Read any online forms carefully. Some deal mainly with the “easy” questions, such as whether you want treatment ended if you’re being kept alive mechanically. The better forms leave space for expressing your personal values. For example, what kinds of handicaps are you willing to live with? Would you want surgery if there’s a high risk of brain damage? Are you okay with life in a nursing home?

It’s especially helpful to say whether you’d want to be fed intravenously if your conditional is terminal. Medically, the answer may be “no.” Dying people lose their ability to process nutrients, according to the National Hospice and Palliative Care Organization. Even providing water might add to discomfort by creating bloat. Well-meaning relatives need to know these things.

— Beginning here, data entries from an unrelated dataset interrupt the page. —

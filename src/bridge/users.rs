use std::sync::Arc;

use anyhow::Result;
use chrono::Utc;
use once_cell::sync::Lazy;
use regex::Regex;
use tracing::{debug, error, info};
use uuid::Uuid;

use crate::db::{DatabaseManager, UserMapping};
use crate::discourse::{ForumError, ForumPort, NewForumUser};
use crate::gchat::ChatSender;
use crate::parsers::resource_suffix;

static STRIP: Lazy<Regex> = Lazy::new(|| Regex::new(r"[^a-z0-9\s_-]").expect("pattern compiles"));
static WHITESPACE_RUN: Lazy<Regex> = Lazy::new(|| Regex::new(r"\s+").expect("pattern compiles"));
static SEPARATOR_RUN: Lazy<Regex> = Lazy::new(|| Regex::new(r"[_-]+").expect("pattern compiles"));
static LEADING_NON_ALNUM: Lazy<Regex> =
    Lazy::new(|| Regex::new(r"^[^a-z0-9]+").expect("pattern compiles"));

/// Turn a chat display name into a valid Discourse username: 3-20 chars,
/// alphanumerics, dashes and underscores, starting alphanumeric.
pub fn sanitize_username(name: &str) -> String {
    let lowered = name.to_lowercase();
    let stripped = STRIP.replace_all(&lowered, "");
    let underscored = WHITESPACE_RUN.replace_all(&stripped, "_");
    let collapsed = SEPARATOR_RUN.replace_all(&underscored, "_");
    let leading_trimmed = LEADING_NON_ALNUM.replace(&collapsed, "");

    let mut username: String = leading_trimmed.chars().take(20).collect();
    if username.chars().count() < 3 {
        username.push_str("_user");
    }
    username.trim_end_matches(['_', '-']).to_string()
}

/// Synthesize a forum email for a chat user with no visible address:
/// `gchat_{numeric id}@{domain}`.
pub fn email_from_chat_user(chat_user_id: &str, domain: &str) -> String {
    format!("gchat_{}@{}", resource_suffix(chat_user_id), domain)
}

/// Maps chat senders to Discourse accounts, creating them on first sight.
pub struct UserResolver {
    forum: Arc<dyn ForumPort>,
    db: Arc<DatabaseManager>,
    email_domain: String,
}

impl UserResolver {
    pub fn new(forum: Arc<dyn ForumPort>, db: Arc<DatabaseManager>, email_domain: String) -> Self {
        Self {
            forum,
            db,
            email_domain,
        }
    }

    /// Resolve the Discourse username for a chat sender, creating the
    /// account when it does not exist yet. `Ok(None)` means the sender
    /// could not be resolved and the caller must post unattributed; `Err`
    /// is reserved for storage failures.
    pub async fn get_or_create_forum_user(&self, sender: &ChatSender) -> Result<Option<String>> {
        let chat_user_id = sender.name.as_str();
        if chat_user_id.is_empty() {
            error!("sender carries no user id");
            return Ok(None);
        }

        if let Some(existing) = self
            .db
            .user_store()
            .username_for_chat_user(chat_user_id)
            .await?
        {
            debug!("found existing mapping: {} -> {}", chat_user_id, existing);
            return Ok(Some(existing));
        }

        let display_name = sender
            .display_name
            .clone()
            .unwrap_or_else(|| "Unknown User".to_string());
        let candidate = sanitize_username(&display_name);
        let email = sender
            .email
            .clone()
            .unwrap_or_else(|| email_from_chat_user(chat_user_id, &self.email_domain));
        // Throwaway credential; the account is only ever written to via API
        // impersonation.
        let password = Uuid::new_v4().simple().to_string();

        let request = NewForumUser {
            name: display_name.clone(),
            email,
            password,
            username: candidate.clone(),
            active: true,
            approved: true,
        };

        let resolved = match self.forum.create_user(&request).await {
            Ok(()) => candidate,
            Err(ForumError::Conflict(reason)) => {
                info!(
                    "user {} may already exist ({}), fetching existing account",
                    candidate, reason
                );
                match self.forum.get_user(&candidate).await {
                    Ok(Some(user)) => user.username,
                    Ok(None) => {
                        error!(
                            "conflict creating user {} but no existing account was found",
                            candidate
                        );
                        return Ok(None);
                    }
                    Err(err) => {
                        error!("failed to fetch existing user {}: {}", candidate, err);
                        return Ok(None);
                    }
                }
            }
            Err(err) => {
                error!(
                    "failed to create discourse user for {}: {}",
                    chat_user_id, err
                );
                return Ok(None);
            }
        };

        let now = Utc::now();
        self.db
            .user_store()
            .upsert_user_mapping(&UserMapping {
                id: 0,
                chat_user_id: chat_user_id.to_string(),
                forum_username: resolved.clone(),
                chat_display_name: Some(display_name),
                chat_email: sender.email.clone(),
                created_at: now,
                updated_at: now,
            })
            .await?;

        info!(
            "created discourse user {} for google chat user {}",
            resolved, chat_user_id
        );
        Ok(Some(resolved))
    }
}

If you want to try everything that might keep you alive, it’s also important to say so. Doctors generally won’t provide treatment they think is futile but will go the last mile if that is your written wish and your family insists.

A living will is just the start. You also need to appoint someone as your health care proxy, to stand up for your wishes and make medical decisions that your will doesn’t cover. If you have no close family members, choose a trustworthy friend. You also should sign what’s known as a HIPAA release, giving your advocate access to your medical records.

You need to be especially careful in your planning if you have a degenerative disease, says Martin Shenkman, an attorney in Paramus, N.J., and author of Estate Planning for People with a Chronic Condition or Disability. Living will forms should be modified to include such things as experimental treatments outside the United States, if you want them. Breathing tubes might be fine if they help you maintain an acceptable life at home.

As the disease progresses, your choices might change, which you should also indicate in your living will. Be sure that your health care advocate has a deep understanding of your disease. He or she should live nearby, in case you have an attack and quick decisions are called for.

Religious people should talk with their family about anything in the will that might contravene their beliefs, Shenkman says. For example, some faiths expect doctors to take heroic measures that you might not want, or prohibit organ donation even if it helps advance research into your disease. Warn your family if you’re taking these steps, and be sure that your health care advocate is on your side.

Most end-of-life decisions are made peaceably, without living wills being invoked, says elder-care attorney Gregory French of Cincinnati. They’re invaluable, however, if siblings fight about “what Mom would want” (and the doctors duck).

When you make a regular will for your heirs, your attorney may provide his or her own versions of a living will and health care proxy. Modify them to suit your situation, then sign. As a last act, it’s a classy one.